インターネットの世界は、パソコンからスマートフォン(スマホ)への流れが、経営環境を大きく変えている。スマホ対応の成否でネット関連企業の明暗が分かれている。

グリーとディー・エヌ・エー(DeNA)の交流ゲーム2社が苦境に立たされている。スマホ対応の遅れやヒット作不足で業績が悪化。グリーは、2013年4~6月期連結決算では上場以来初の赤字を計上した。さらに同年10月、希望退職者200人を募集すると発表。国内従業員1762人のうち、ゲームの開発部は温存し、管理部門などの700人を対象とする国内外でのリストラに踏み切った。

「傷が深くなる前にリストラに踏み切ったのは適切な経営判断」(アナリスト)と評価する。

スマホ対応に遅れ、ヒット作が出せていない状況はDeNAも同じ。ソーシャルゲームサイト「Mobage」の収入が伸び悩み、減益が続く。

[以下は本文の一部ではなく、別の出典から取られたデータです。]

//! `docledger-events` — event abstractions shared by all ledger modules.

pub mod bus;
pub mod envelope;
pub mod event;
pub mod in_memory_bus;

pub use bus::{EventBus, Subscription};
pub use envelope::EventEnvelope;
pub use event::Event;
pub use in_memory_bus::{InMemoryBusError, InMemoryEventBus};
#[test]
fn paid_invoice_rejects_further_line_changes() {
    let (service, _) = setup();
    let customer_id = customer(&service);
    let product_id = widget(&service);

    service
        .post_inventory_transaction(product_id, MovementKind::Receipt, 5, Utc::now(), None, None)
        .unwrap();
    let invoice_id = service
        .create_invoice(customer_id, Utc::now(), Utc::now() + chrono::Duration::days(30))
        .unwrap();
    service
        .add_invoice_line(invoice_id, product_id, 1, Percent::ZERO, Percent::ZERO)
        .unwrap();
    service
        .transition_invoice(invoice_id, InvoiceStatus::Sent)
        .unwrap();
    service
        .apply_payment(
            PaymentKind::Receipt,
            PaymentMethod::Card,
            customer_id,
            DocumentRefKind::Invoice,
            invoice_id.into(),
            Money::from_minor(10_000),
            Utc::now(),
        )
        .unwrap();
    assert_eq!(
        service.invoice(invoice_id).unwrap().status(),
        InvoiceStatus::Paid
    );

    let err = service
        .add_invoice_line(invoice_id, product_id, 1, Percent::ZERO, Percent::ZERO)
        .unwrap_err();
    assert!(matches!(
        err,
        DispatchError::Domain(DomainError::InvalidTransition { .. })
    ));
}

#[test]
fn receipt_payment_kind_must_match_the_document() {
    let (service, _) = setup();
    let customer_id = customer(&service);
    let product_id = widget(&service);

    let invoice_id = service
        .create_invoice(customer_id, Utc::now(), Utc::now() + chrono::Duration::days(30))
        .unwrap();
    service
        .add_invoice_line(invoice_id, product_id, 1, Percent::ZERO, Percent::ZERO)
        .unwrap();

    let err = service
        .apply_payment(
            PaymentKind::Disbursement,
            PaymentMethod::Cash,
            customer_id,
            DocumentRefKind::Invoice,
            invoice_id.into(),
            Money::from_minor(1_000),
            Utc::now(),
        )
        .unwrap_err();
    assert!(matches!(err, DispatchError::Domain(DomainError::Validation(_))));
}

#[test]
fn receiving_a_purchase_order_books_receipts_into_the_kardex() {
    let (service, projection) = setup();
    let vendor_id = vendor(&service);
    let product_id = widget(&service);

    let po_id = service
        .create_purchase_order(vendor_id, Utc::now(), Utc::now() + chrono::Duration::days(30))
        .unwrap();
    service
        .add_purchase_order_line(po_id, product_id, 40, Percent::ZERO)
        .unwrap();
    service
        .transition_purchase_order(po_id, PurchaseOrderStatus::Ordered)
        .unwrap();
    service
        .transition_purchase_order(po_id, PurchaseOrderStatus::Received)
        .unwrap();

    assert_eq!(
        service.purchase_order(po_id).unwrap().status(),
        PurchaseOrderStatus::Received
    );
    assert_eq!(service.current_stock(product_id).unwrap(), 40);

    let entries = service.kardex(product_id).unwrap();
    assert_eq!(entries[0].movement, MovementKind::Receipt);
    assert_eq!(entries[0].reference_id, Some(po_id.into()));

    wait_for_processing();
    assert_eq!(projection.get(&product_id).unwrap().quantity, 40);
}

#[test]
fn full_disbursement_flips_purchase_order_to_received() {
    let (service, _) = setup();
    let vendor_id = vendor(&service);
    let product_id = widget(&service);

    let po_id = service
        .create_purchase_order(vendor_id, Utc::now(), Utc::now() + chrono::Duration::days(30))
        .unwrap();
    service
        .add_purchase_order_line(po_id, product_id, 3, Percent::ZERO)
        .unwrap();
    service
        .transition_purchase_order(po_id, PurchaseOrderStatus::Ordered)
        .unwrap();

    service
        .apply_payment(
            PaymentKind::Disbursement,
            PaymentMethod::BankTransfer,
            vendor_id,
            DocumentRefKind::PurchaseOrder,
            po_id.into(),
            Money::from_minor(30_000),
            Utc::now(),
        )
        .unwrap();

    let po = service.purchase_order(po_id).unwrap();
    assert_eq!(po.status(), PurchaseOrderStatus::Received);
    assert_eq!(po.remaining_balance(), Money::ZERO);
    assert_eq!(service.current_stock(product_id).unwrap(), 3);
}

#[test]
fn lead_conversion_creates_customer_and_opportunity_atomically() {
    let (service, _) = setup();
    let lead_id = service
        .register_lead(
            "Dana Weber",
            "Weber Logistik",
            Some("dana@weber-logistik.example".to_string()),
            None,
        )
        .unwrap();
    service
        .change_lead_status(lead_id, LeadStatus::Contacted)
        .unwrap();
    service
        .change_lead_status(lead_id, LeadStatus::Qualified)
        .unwrap();

    let conversion = service
        .convert_lead(lead_id, "Fleet refit", Money::from_minor(1_500_000))
        .unwrap();

    let lead = service.lead(lead_id).unwrap();
    assert_eq!(lead.status(), LeadStatus::Converted);

    let party = service.party(conversion.customer_id).unwrap();
    assert_eq!(party.kind(), PartyKind::Customer);
    assert_eq!(party.name(), "Weber Logistik");

    let opportunity = service.opportunity(conversion.opportunity_id).unwrap();
    assert_eq!(opportunity.customer_id(), conversion.customer_id);
    assert_eq!(opportunity.stage(), OpportunityStage::Qualification);
    assert_eq!(opportunity.amount(), Money::from_minor(1_500_000));
}

#[test]
fn lead_converts_at_most_once() {
    let (service, _) = setup();
    let lead_id = service
        .register_lead("Sam Okafor", "Okafor & Sons", None, None)
        .unwrap();

    service
        .convert_lead(lead_id, "First deal", Money::from_minor(50_000))
        .unwrap();
    let err = service
        .convert_lead(lead_id, "Second deal", Money::from_minor(50_000))
        .unwrap_err();
    assert!(matches!(
        err,
        DispatchError::Domain(DomainError::AlreadyConverted)
    ));
}

#[test]
fn permissive_policy_allows_negative_stock() {
    let policy = LedgerPolicy {
        allow_overpayment: false,
        allow_negative_stock: true,
    };
    let (service, _) = setup_with_policy(policy);
    let product_id = widget(&service);

    let new_stock = service
        .post_inventory_transaction(product_id, MovementKind::Issue, 7, Utc::now(), None, None)
        .unwrap();
    assert_eq!(new_stock, -7);
    assert_eq!(service.current_stock(product_id).unwrap(), -7);
}

#[test]
fn archived_products_cannot_be_quoted() {
    let (service, _) = setup();
    let customer_id = customer(&service);
    let product_id = widget(&service);
    // Archive through the catalog.
    service.archive_product(product_id).unwrap();

    let quotation_id = service
        .create_quotation(customer_id, Utc::now(), Utc::now() + chrono::Duration::days(14))
        .unwrap();
    let err = service
        .add_quotation_line(quotation_id, product_id, 1, Percent::ZERO, Percent::ZERO)
        .unwrap_err();
    assert!(matches!(err, DispatchError::Domain(DomainError::Validation(_))));
}
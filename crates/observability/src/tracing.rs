//! Tracing/logging initialization.

use tracing_subscriber::EnvFilter;

/// Initialize tracing for the process: JSON lines, level taken from
/// `RUST_LOG` (default `info`).
///
/// Safe to call multiple times (subsequent calls are no-ops).
pub fn init() {
    let filter = EnvFilter::try_from_default_env().unwrap_or_else(|_| EnvFilter::new("info"));

    let _ = tracing_subscriber::fmt()
        .with_env_filter(filter)
        .json()
        .with_timer(tracing_subscriber::fmt::time::SystemTime)
        .with_target(false)
        .try_init();
}

/// Initialize compact human-readable output, used by tests and local runs.
pub fn init_for_tests() {
    let _ = tracing_subscriber::fmt()
        .with_env_filter(EnvFilter::new("debug"))
        .compact()
        .with_test_writer()
        .try_init();
}
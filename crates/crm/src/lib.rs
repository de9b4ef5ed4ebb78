//! CRM pipeline: leads and sales opportunities.
//!
//! A lead walks New → Contacted → Qualified (Lost from any open state) and is
//! converted at most once into a customer plus an opportunity. The conversion
//! itself is orchestrated at the application layer so all three streams move
//! together.

pub mod lead;
pub mod opportunity;

pub use lead::{
    ChangeLeadStatus, Lead, LeadCommand, LeadConverted, LeadEvent, LeadId, LeadRegistered,
    LeadStatus, LeadStatusChanged, MarkConverted, RegisterLead,
};
pub use opportunity::{
    AdvanceStage, OpenOpportunity, Opportunity, OpportunityCommand, OpportunityEvent,
    OpportunityId, OpportunityOpened, OpportunityStage, StageAdvanced,
};
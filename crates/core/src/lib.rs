//! `docledger-core` — domain foundation building blocks.
//!
//! This crate contains **pure domain** primitives (no infrastructure concerns).

pub mod aggregate;
pub mod error;
pub mod id;
pub mod money;
pub mod policy;

pub use aggregate::{Aggregate, AggregateRoot, ExpectedVersion};
pub use error::{DomainError, DomainResult};
pub use id::EntityId;
pub use money::{Money, Percent};
pub use policy::LedgerPolicy;
use chrono::{DateTime, Utc};
use serde::{Deserialize, Serialize};

use docledger_core::{
    Aggregate, AggregateRoot, DomainError, EntityId, LedgerPolicy, Money, impl_entity_id,
};
use docledger_documents::{DocumentPolicy, DocumentTotals, LineItem};
use docledger_events::Event;
use docledger_parties::PartyId;
use docledger_sales::QuotationId;

/// Invoice identifier.
#[derive(Debug, Copy, Clone, PartialEq, Eq, Hash, Serialize, Deserialize)]
#[serde(transparent)]
pub struct InvoiceId(pub EntityId);

impl_entity_id!(InvoiceId);

/// Stored invoice lifecycle. Draft → Sent → Paid, where Paid is reached only
/// by settlement. "Overdue" is never stored; it is computed on read from the
/// due date, see [`Invoice::is_overdue`].
#[derive(Debug, Clone, Copy, PartialEq, Eq, Serialize, Deserialize)]
#[serde(rename_all = "lowercase")]
pub enum InvoiceStatus {
    Draft,
    Sent,
    Paid,
}

/// Aggregate root: Invoice.
#[derive(Debug, Clone, PartialEq, Eq)]
pub struct Invoice {
    id: InvoiceId,
    quotation_id: Option<QuotationId>,
    customer_id: PartyId,
    issue_date: DateTime<Utc>,
    due_date: DateTime<Utc>,
    status: InvoiceStatus,
    lines: Vec<LineItem>,
    totals: DocumentTotals,
    amount_paid: Money,
    policy: LedgerPolicy,
    version: u64,
    created: bool,
}

impl Invoice {
    pub fn empty(id: InvoiceId) -> Self {
        Self {
            id,
            quotation_id: None,
            customer_id: PartyId::new(EntityId::nil()),
            issue_date: DateTime::<Utc>::MIN_UTC,
            due_date: DateTime::<Utc>::MIN_UTC,
            status: InvoiceStatus::Draft,
            lines: Vec::new(),
            totals: DocumentTotals::default(),
            amount_paid: Money::ZERO,
            policy: LedgerPolicy::strict(),
            version: 0,
            created: false,
        }
    }

    /// Replace the default strict policy. Applied by the dispatcher at
    /// rehydration time; the policy is configuration, not event state.
    pub fn with_policy(mut self, policy: LedgerPolicy) -> Self {
        self.policy = policy;
        self
    }

    pub fn id_typed(&self) -> InvoiceId {
        self.id
    }

    pub fn exists(&self) -> bool {
        self.created
    }

    pub fn quotation_id(&self) -> Option<QuotationId> {
        self.quotation_id
    }

    pub fn customer_id(&self) -> PartyId {
        self.customer_id
    }

    pub fn issue_date(&self) -> DateTime<Utc> {
        self.issue_date
    }

    pub fn due_date(&self) -> DateTime<Utc> {
        self.due_date
    }

    pub fn status(&self) -> InvoiceStatus {
        self.status
    }

    pub fn lines(&self) -> &[LineItem] {
        &self.lines
    }

    pub fn totals(&self) -> DocumentTotals {
        self.totals
    }

    pub fn amount_paid(&self) -> Money {
        self.amount_paid
    }

    /// Outstanding amount: total minus everything settled so far.
    pub fn remaining_balance(&self) -> Money {
        Money::from_minor(self.totals.total_amount.minor() - self.amount_paid.minor())
    }

    /// Computed on read, never stored: past due and not yet paid.
    pub fn is_overdue(&self, now: DateTime<Utc>) -> bool {
        self.due_date < now && self.status != InvoiceStatus::Paid
    }

    pub fn is_modifiable(&self) -> bool {
        matches!(self.status, InvoiceStatus::Draft | InvoiceStatus::Sent)
    }
}

impl AggregateRoot for Invoice {
    type Id = InvoiceId;

    fn id(&self) -> &Self::Id {
        &self.id
    }

    fn version(&self) -> u64 {
        self.version
    }
}

/// Command: CreateInvoice. Carries its opening line list and totals so the
/// quotation conversion can seed both verbatim; direct creation passes an
/// empty list and default totals.
#[derive(Debug, Clone, PartialEq, Eq, Serialize, Deserialize)]
pub struct CreateInvoice {
    pub invoice_id: InvoiceId,
    pub quotation_id: Option<QuotationId>,
    pub customer_id: PartyId,
    pub issue_date: DateTime<Utc>,
    pub due_date: DateTime<Utc>,
    pub lines: Vec<LineItem>,
    pub totals: DocumentTotals,
    pub occurred_at: DateTime<Utc>,
}

/// Command: AddInvoiceLine.
#[derive(Debug, Clone, PartialEq, Eq, Serialize, Deserialize)]
pub struct AddInvoiceLine {
    pub invoice_id: InvoiceId,
    pub line: LineItem,
    pub occurred_at: DateTime<Utc>,
}

/// Command: RemoveInvoiceLine.
#[derive(Debug, Clone, PartialEq, Eq, Serialize, Deserialize)]
pub struct RemoveInvoiceLine {
    pub invoice_id: InvoiceId,
    /// 1-based position in the current line list.
    pub line_no: usize,
    pub occurred_at: DateTime<Utc>,
}

/// Command: ChangeInvoiceStatus. Only Draft → Sent is requestable; Paid is
/// reached exclusively through settlement.
#[derive(Debug, Clone, PartialEq, Eq, Serialize, Deserialize)]
pub struct ChangeInvoiceStatus {
    pub invoice_id: InvoiceId,
    pub requested: InvoiceStatus,
    pub occurred_at: DateTime<Utc>,
}

/// Command: RegisterSettlement (issued by the payment ledger).
#[derive(Debug, Clone, PartialEq, Eq, Serialize, Deserialize)]
pub struct RegisterSettlement {
    pub invoice_id: InvoiceId,
    pub payment_id: EntityId,
    pub amount: Money,
    pub occurred_at: DateTime<Utc>,
}

#[derive(Debug, Clone, PartialEq, Eq, Serialize, Deserialize)]
pub enum InvoiceCommand {
    CreateInvoice(CreateInvoice),
    AddInvoiceLine(AddInvoiceLine),
    RemoveInvoiceLine(RemoveInvoiceLine),
    ChangeInvoiceStatus(ChangeInvoiceStatus),
    RegisterSettlement(RegisterSettlement),
}

/// Event: InvoiceCreated.
#[derive(Debug, Clone, PartialEq, Eq, Serialize, Deserialize)]
pub struct InvoiceCreated {
    pub invoice_id: InvoiceId,
    pub quotation_id: Option<QuotationId>,
    pub customer_id: PartyId,
    pub issue_date: DateTime<Utc>,
    pub due_date: DateTime<Utc>,
    pub lines: Vec<LineItem>,
    pub totals: DocumentTotals,
    pub occurred_at: DateTime<Utc>,
}

/// Event: InvoiceLineAdded.
#[derive(Debug, Clone, PartialEq, Eq, Serialize, Deserialize)]
pub struct InvoiceLineAdded {
    pub invoice_id: InvoiceId,
    pub line_no: usize,
    pub line: LineItem,
    pub new_totals: DocumentTotals,
    pub occurred_at: DateTime<Utc>,
}

/// Event: InvoiceLineRemoved.
#[derive(Debug, Clone, PartialEq, Eq, Serialize, Deserialize)]
pub struct InvoiceLineRemoved {
    pub invoice_id: InvoiceId,
    pub line_no: usize,
    pub new_totals: DocumentTotals,
    pub occurred_at: DateTime<Utc>,
}

/// Event: InvoiceStatusChanged.
#[derive(Debug, Clone, PartialEq, Eq, Serialize, Deserialize)]
pub struct InvoiceStatusChanged {
    pub invoice_id: InvoiceId,
    pub from: InvoiceStatus,
    pub to: InvoiceStatus,
    pub occurred_at: DateTime<Utc>,
}

/// Event: InvoiceSettled. Carries the new running amount paid.
#[derive(Debug, Clone, PartialEq, Eq, Serialize, Deserialize)]
pub struct InvoiceSettled {
    pub invoice_id: InvoiceId,
    pub payment_id: EntityId,
    pub amount: Money,
    pub new_amount_paid: Money,
    pub occurred_at: DateTime<Utc>,
}
//! Invoices and their settlement bookkeeping.
//!
//! An invoice keeps a running `amount_paid` fed exclusively by settlements
//! from the payment ledger. Paid is earned, never requested; Overdue is
//! computed on read.

pub mod invoice;

pub use invoice::{
    AddInvoiceLine, ChangeInvoiceStatus, CreateInvoice, Invoice, InvoiceCommand, InvoiceCreated,
    InvoiceEvent, InvoiceId, InvoiceLineAdded, InvoiceLineRemoved, InvoiceSettled, InvoiceStatus,
    InvoiceStatusChanged, RegisterSettlement, RemoveInvoiceLine,
};
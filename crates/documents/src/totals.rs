//! Document-level totals: a pure fold over line items.
//!
//! Totals are recomputed in full on every line mutation; they are never
//! patched incrementally and never hand-edited, so they are always a function
//! of the current line list.

use serde::{Deserialize, Serialize};

use docledger_core::{DomainResult, Money};

use crate::line_item::LineItem;

/// Aggregated monetary totals of a commercial document.
#[derive(Debug, Copy, Clone, PartialEq, Eq, Serialize, Deserialize, Default)]
pub struct DocumentTotals {
    pub subtotal: Money,
    pub discount_amount: Money,
    pub tax_amount: Money,
    pub total_amount: Money,
}

impl DocumentTotals {
    /// Fold a line list into document totals.
    ///
    /// `total_amount = subtotal - discount_amount + tax_amount`, with each
    /// component summed from the same per-line breakdown that produces the
    /// line totals, so the document total always equals the sum of line
    /// totals.
    pub fn aggregate(items: &[LineItem]) -> DomainResult<DocumentTotals> {
        let mut totals = DocumentTotals::default();

        for item in items {
            let amounts = item.amounts()?;
            totals.subtotal = totals.subtotal.checked_add(amounts.base)?;
            totals.discount_amount = totals.discount_amount.checked_add(amounts.discount_amount)?;
            totals.tax_amount = totals.tax_amount.checked_add(amounts.tax_amount)?;
            totals.total_amount = totals.total_amount.checked_add(amounts.total)?;
        }

        Ok(totals)
    }
}
//! Aggregate root trait for event-sourced domain models.

use crate::error::{DomainError, DomainResult};

/// Aggregate root marker + minimal interface.
///
/// This is intentionally small so ledger modules can decide how they model
/// state transitions without bringing in any infrastructure concerns.
pub trait AggregateRoot {
    /// Strongly-typed aggregate identifier.
    type Id: Clone + Eq + core::hash::Hash + core::fmt::Debug;

    /// Returns the aggregate identifier.
    fn id(&self) -> &Self::Id;

    /// Monotonically increasing version of the aggregate's state.
    ///
    /// Corresponds to the number of events applied (the stream revision).
    fn version(&self) -> u64;
}

/// Optimistic concurrency expectation for an aggregate.
#[derive(Debug, Copy, Clone, PartialEq, Eq)]
pub enum ExpectedVersion {
    /// Skip version checking (useful for idempotent commands, migrations, etc.).
    Any,
    /// Require the aggregate to be at an exact version.
    Exact(u64),
}

impl ExpectedVersion {
    pub fn matches(self, actual: u64) -> bool {
        match self {
            ExpectedVersion::Any => true,
            ExpectedVersion::Exact(v) => v == actual,
        }
    }

    pub fn check(self, actual: u64) -> DomainResult<()> {
        if self.matches(actual) {
            Ok(())
        } else {
            Err(DomainError::conflict(format!(
                "optimistic concurrency check failed (expected: {self:?}, actual: {actual})"
            )))
        }
    }
}

/// Aggregate execution semantics (pure, deterministic).
///
/// - **Decision logic**: `handle(&self, cmd)` returns events.
/// - **State mutation**: `apply(&mut self, event)` evolves state.
///
/// Aggregates must not perform IO or side effects. They should only return
/// events describing what happened.
pub trait Aggregate: AggregateRoot {
    type Command: Clone + core::fmt::Debug;
    type Event: Clone + core::fmt::Debug;
    type Error: core::fmt::Debug;

    /// Evolve in-memory state from a single event.
    ///
    /// Implementations should remain deterministic and should typically update
    /// their internal `version()` tracking consistently (+1 per applied event).
    fn apply(&mut self, event: &Self::Event);

    /// Decide which events to emit given the current state and a command.
    ///
    /// This must not mutate state. State evolution is done through `apply`.
    fn handle(&self, command: &Self::Command) -> Result<Vec<Self::Event>, Self::Error>;
}
//! Parties domain module (customers and vendors, event-sourced).
//!
//! This crate contains business rules for parties, implemented purely as
//! deterministic domain logic (no IO, no HTTP, no storage).

pub mod party;

pub use party::{
    ContactInfo, Party, PartyCommand, PartyEvent, PartyId, PartyKind, PartyRegistered,
    PartyUpdated, RegisterParty, UpdateDetails,
};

スマホゲーム市場の主役がガンホー・オンライン・エンターテイメントだ。ゲーム「パズル&ドラゴンズ」が大ヒット。一昨年10月のテレビCM開始以降、爆発的にダウンロード数を伸ばした。

一方、SNS(交流サイト)の草分けとして業界をけん引してきたミクシィは瀬戸際だ。昨年5月、朝倉祐介新社長に交代、創業者の笠原健治社長の会長就任を発表。現在、株価を戻したが、上場後6年でミクシィの時価総額は10分の1まで落ち込んだ。「ギラついたミクシィを取り戻す」と宣言した朝倉新社長の手腕が試される。

ネットの勝ち組ヤフーでも、12年に大胆な社長交代を行った。売上高、純利益とも最高を達成しながら、創業以来経営に携わってきた井上雅博社長が退き、宮坂学執行役員が社長に就任。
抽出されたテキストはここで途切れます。